Top of GIVEN DATA

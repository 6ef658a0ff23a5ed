//! Distributional drift detection between a baseline and a current sample.
//!
//! Two detectors and a windowing front end:
//! - `numeric`: Population Stability Index (PSI) over shared equal-width bins
//! - `categorical`: Total Variation Distance (TVD) over the label union
//! - `window`: splits one timestamped series into baseline/current windows
//!   and delegates to the numeric detector
//!
//! Sample-size guards surface as `DriftStatus::InsufficientData`, a normal
//! result state rather than an error; callers decide alerting policy from
//! the returned score and `flagged` bit.

pub mod categorical;
pub mod numeric;
pub mod window;

pub use categorical::{detect_categorical_drift, CategoricalDriftOptions};
pub use numeric::{detect_numeric_drift, NumericDriftOptions};
pub use window::{detect_numeric_drift_windowed, WindowOptions};

use serde::{Deserialize, Serialize};

/// Which detector produced a result.
#[derive(Debug, Clone, Copy, PartialEq, Eq, Serialize, Deserialize)]
#[serde(rename_all = "snake_case")]
pub enum MetricKind {
    Numeric,
    Categorical,
}

/// Outcome of the sample-size guards.
#[derive(Debug, Clone, Copy, PartialEq, Eq, Serialize, Deserialize)]
#[serde(rename_all = "snake_case")]
pub enum DriftStatus {
    Ok,
    InsufficientData,
}

/// Scored comparison of a current sample against a baseline.
///
/// `flagged` is true only when `status` is `Ok` and the score exceeded the
/// caller-supplied threshold.
#[derive(Debug, Clone, Copy, PartialEq, Serialize, Deserialize)]
pub struct DriftResult {
    pub metric_kind: MetricKind,
    pub score: f64,
    pub baseline_size: usize,
    pub current_size: usize,
    pub status: DriftStatus,
    pub flagged: bool,
}

impl DriftResult {
    /// A guard tripped; no score was computed.
    pub(crate) fn insufficient_data(
        metric_kind: MetricKind,
        baseline_size: usize,
        current_size: usize,
    ) -> Self {
        Self {
            metric_kind,
            score: 0.0,
            baseline_size,
            current_size,
            status: DriftStatus::InsufficientData,
            flagged: false,
        }
    }

    pub(crate) fn scored(
        metric_kind: MetricKind,
        score: f64,
        baseline_size: usize,
        current_size: usize,
        threshold: f64,
    ) -> Self {
        Self {
            metric_kind,
            score,
            baseline_size,
            current_size,
            status: DriftStatus::Ok,
            flagged: score > threshold,
        }
    }
}
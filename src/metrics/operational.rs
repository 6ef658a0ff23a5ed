//! Operational metrics over LLM completion events.

use std::collections::BTreeMap;

use serde::{Deserialize, Serialize};

use super::LatencySummary;
use crate::events::CompletionEvent;
use crate::stats;

/// Counts, error rate, and latency/token summaries for one cohort of
/// completion events. Used both for the whole batch and for
/// per-provider/per-model groups. Latency and token fields are omitted when
/// the cohort has no samples carrying them.
#[derive(Debug, Clone, Serialize, Deserialize)]
pub struct OperationalOverview {
    pub count: usize,
    /// Errored events over all events, 0.0 for an empty cohort.
    pub error_rate: f64,
    #[serde(skip_serializing_if = "Option::is_none")]
    pub avg_latency_ms: Option<f64>,
    #[serde(skip_serializing_if = "Option::is_none")]
    pub latency_ms: Option<LatencySummary>,
    /// Sum of `tokens_total` over events reporting it.
    #[serde(skip_serializing_if = "Option::is_none")]
    pub total_tokens: Option<u64>,
    /// Mean of `tokens_total` over events reporting it.
    #[serde(skip_serializing_if = "Option::is_none")]
    pub avg_tokens_total: Option<f64>,
}

/// Operational metrics result: whole-batch overview plus per-dimension
/// breakdowns.
#[derive(Debug, Clone, Serialize, Deserialize)]
pub struct OperationalMetrics {
    pub overview: OperationalOverview,
    #[serde(default, skip_serializing_if = "BTreeMap::is_empty")]
    pub by_provider: BTreeMap<String, OperationalOverview>,
    #[serde(default, skip_serializing_if = "BTreeMap::is_empty")]
    pub by_model: BTreeMap<String, OperationalOverview>,
}

fn summarize<'a, I>(events: I) -> OperationalOverview
where
    I: IntoIterator<Item = &'a CompletionEvent>,
{
    let mut count = 0usize;
    let mut errors = 0usize;
    let mut latencies = Vec::new();
    let mut tokens = Vec::new();
    let mut token_sum = 0u64;
    for event in events {
        count += 1;
        if event.is_error() {
            errors += 1;
        }
        // Events without a latency still count toward the error rate.
        if let Some(latency) = event.latency_ms {
            latencies.push(latency);
        }
        if let Some(total) = event.tokens_total {
            token_sum += total;
            tokens.push(total as f64);
        }
    }

    OperationalOverview {
        count,
        error_rate: stats::rate(errors, count),
        avg_latency_ms: stats::mean(&latencies),
        latency_ms: LatencySummary::from_samples(&latencies),
        total_tokens: (!tokens.is_empty()).then_some(token_sum),
        avg_tokens_total: stats::mean(&tokens),
    }
}

/// Computes the operational overview and per-provider/per-model breakdowns
/// for a batch of completion events. Events without a model are excluded
/// from the model breakdown.
pub fn compute_operational_metrics(events: &[CompletionEvent]) -> OperationalMetrics {
    let mut by_provider: BTreeMap<&str, Vec<&CompletionEvent>> = BTreeMap::new();
    let mut by_model: BTreeMap<&str, Vec<&CompletionEvent>> = BTreeMap::new();
    for event in events {
        by_provider.entry(&event.provider).or_default().push(event);
        if let Some(model) = &event.model {
            by_model.entry(model).or_default().push(event);
        }
    }

    OperationalMetrics {
        overview: summarize(events),
        by_provider: by_provider
            .into_iter()
            .map(|(name, group)| (name.to_string(), summarize(group)))
            .collect(),
        by_model: by_model
            .into_iter()
            .map(|(name, group)| (name.to_string(), summarize(group)))
            .collect(),
    }
}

Bottom of GIVEN DATA

## WHAT IS NEEDED
Write each entry out again, exactly as it reads above.

## TASK ANSWER
repository 6ef658a0ff23a5ed
//! Distributional drift detection between a baseline and a current sample.
//!
//! Two detectors and a windowing front end:
//! - `numeric`: Population Stability Index (PSI) over shared equal-width bins
//! - `categorical`: Total Variation Distance (TVD) over the label union
//! - `window`: splits one timestamped series into baseline/current windows
//!   and delegates to the numeric detector
//!
//! Sample-size guards surface as `DriftStatus::InsufficientData`, a normal
//! result state rather than an error; callers decide alerting policy from
//! the returned score and `flagged` bit.

pub mod categorical;
pub mod numeric;
pub mod window;

pub use categorical::{detect_categorical_drift, CategoricalDriftOptions};
pub use numeric::{detect_numeric_drift, NumericDriftOptions};
pub use window::{detect_numeric_drift_windowed, WindowOptions};

use serde::{Deserialize, Serialize};

/// Which detector produced a result.
#[derive(Debug, Clone, Copy, PartialEq, Eq, Serialize, Deserialize)]
#[serde(rename_all = "snake_case")]
pub enum MetricKind {
    Numeric,
    Categorical,
}

/// Outcome of the sample-size guards.
#[derive(Debug, Clone, Copy, PartialEq, Eq, Serialize, Deserialize)]
#[serde(rename_all = "snake_case")]
pub enum DriftStatus {
    Ok,
    InsufficientData,
}

/// Scored comparison of a current sample against a baseline.
///
/// `flagged` is true only when `status` is `Ok` and the score exceeded the
/// caller-supplied threshold.
#[derive(Debug, Clone, Copy, PartialEq, Serialize, Deserialize)]
pub struct DriftResult {
    pub metric_kind: MetricKind,
    pub score: f64,
    pub baseline_size: usize,
    pub current_size: usize,
    pub status: DriftStatus,
    pub flagged: bool,
}

impl DriftResult {
    /// A guard tripped; no score was computed.
    pub(crate) fn insufficient_data(
        metric_kind: MetricKind,
        baseline_size: usize,
        current_size: usize,
    ) -> Self {
        Self {
            metric_kind,
            score: 0.0,
            baseline_size,
            current_size,
            status: DriftStatus::InsufficientData,
            flagged: false,
        }
    }

    pub(crate) fn scored(
        metric_kind: MetricKind,
        score: f64,
        baseline_size: usize,
        current_size: usize,
        threshold: f64,
    ) -> Self {
        Self {
            metric_kind,
            score,
            baseline_size,
            current_size,
            status: DriftStatus::Ok,
            flagged: score > threshold,
        }
    }
}
filename src/metrics/operational.rs
repository 6ef658a0ff23a5ed
//! Operational metrics over LLM completion events.

use std::collections::BTreeMap;

use serde::{Deserialize, Serialize};

use super::LatencySummary;
use crate::events::CompletionEvent;
use crate::stats;

/// Counts, error rate, and latency/token summaries for one cohort of
/// completion events. Used both for the whole batch and for
/// per-provider/per-model groups. Latency and token fields are omitted when
/// the cohort has no samples carrying them.
#[derive(Debug, Clone, Serialize, Deserialize)]
pub struct OperationalOverview {
    pub count: usize,
    /// Errored events over all events, 0.0 for an empty cohort.
    pub error_rate: f64,
    #[serde(skip_serializing_if = "Option::is_none")]
    pub avg_latency_ms: Option<f64>,
    #[serde(skip_serializing_if = "Option::is_none")]
    pub latency_ms: Option<LatencySummary>,
    /// Sum of `tokens_total` over events reporting it.
    #[serde(skip_serializing_if = "Option::is_none")]
    pub total_tokens: Option<u64>,
    /// Mean of `tokens_total` over events reporting it.
    #[serde(skip_serializing_if = "Option::is_none")]
    pub avg_tokens_total: Option<f64>,
}

/// Operational metrics result: whole-batch overview plus per-dimension
/// breakdowns.
#[derive(Debug, Clone, Serialize, Deserialize)]
pub struct OperationalMetrics {
    pub overview: OperationalOverview,
    #[serde(default, skip_serializing_if = "BTreeMap::is_empty")]
    pub by_provider: BTreeMap<String, OperationalOverview>,
    #[serde(default, skip_serializing_if = "BTreeMap::is_empty")]
    pub by_model: BTreeMap<String, OperationalOverview>,
}

fn summarize<'a, I>(events: I) -> OperationalOverview
where
    I: IntoIterator<Item = &'a CompletionEvent>,
{
    let mut count = 0usize;
    let mut errors = 0usize;
    let mut latencies = Vec::new();
    let mut tokens = Vec::new();
    let mut token_sum = 0u64;
    for event in events {
        count += 1;
        if event.is_error() {
            errors += 1;
        }
        // Events without a latency still count toward the error rate.
        if let Some(latency) = event.latency_ms {
            latencies.push(latency);
        }
        if let Some(total) = event.tokens_total {
            token_sum += total;
            tokens.push(total as f64);
        }
    }

    OperationalOverview {
        count,
        error_rate: stats::rate(errors, count),
        avg_latency_ms: stats::mean(&latencies),
        latency_ms: LatencySummary::from_samples(&latencies),
        total_tokens: (!tokens.is_empty()).then_some(token_sum),
        avg_tokens_total: stats::mean(&tokens),
    }
}

/// Computes the operational overview and per-provider/per-model breakdowns
/// for a batch of completion events. Events without a model are excluded
/// from the model breakdown.
pub fn compute_operational_metrics(events: &[CompletionEvent]) -> OperationalMetrics {
    let mut by_provider: BTreeMap<&str, Vec<&CompletionEvent>> = BTreeMap::new();
    let mut by_model: BTreeMap<&str, Vec<&CompletionEvent>> = BTreeMap::new();
    for event in events {
        by_provider.entry(&event.provider).or_default().push(event);
        if let Some(model) = &event.model {
            by_model.entry(model).or_default().push(event);
        }
    }

    OperationalMetrics {
        overview: summarize(events),
        by_provider: by_provider
            .into_iter()
            .map(|(name, group)| (name.to_string(), summarize(group)))
            .collect(),
        by_model: by_model
            .into_iter()
            .map(|(name, group)| (name.to_string(), summarize(group)))
            .collect(),
    }
}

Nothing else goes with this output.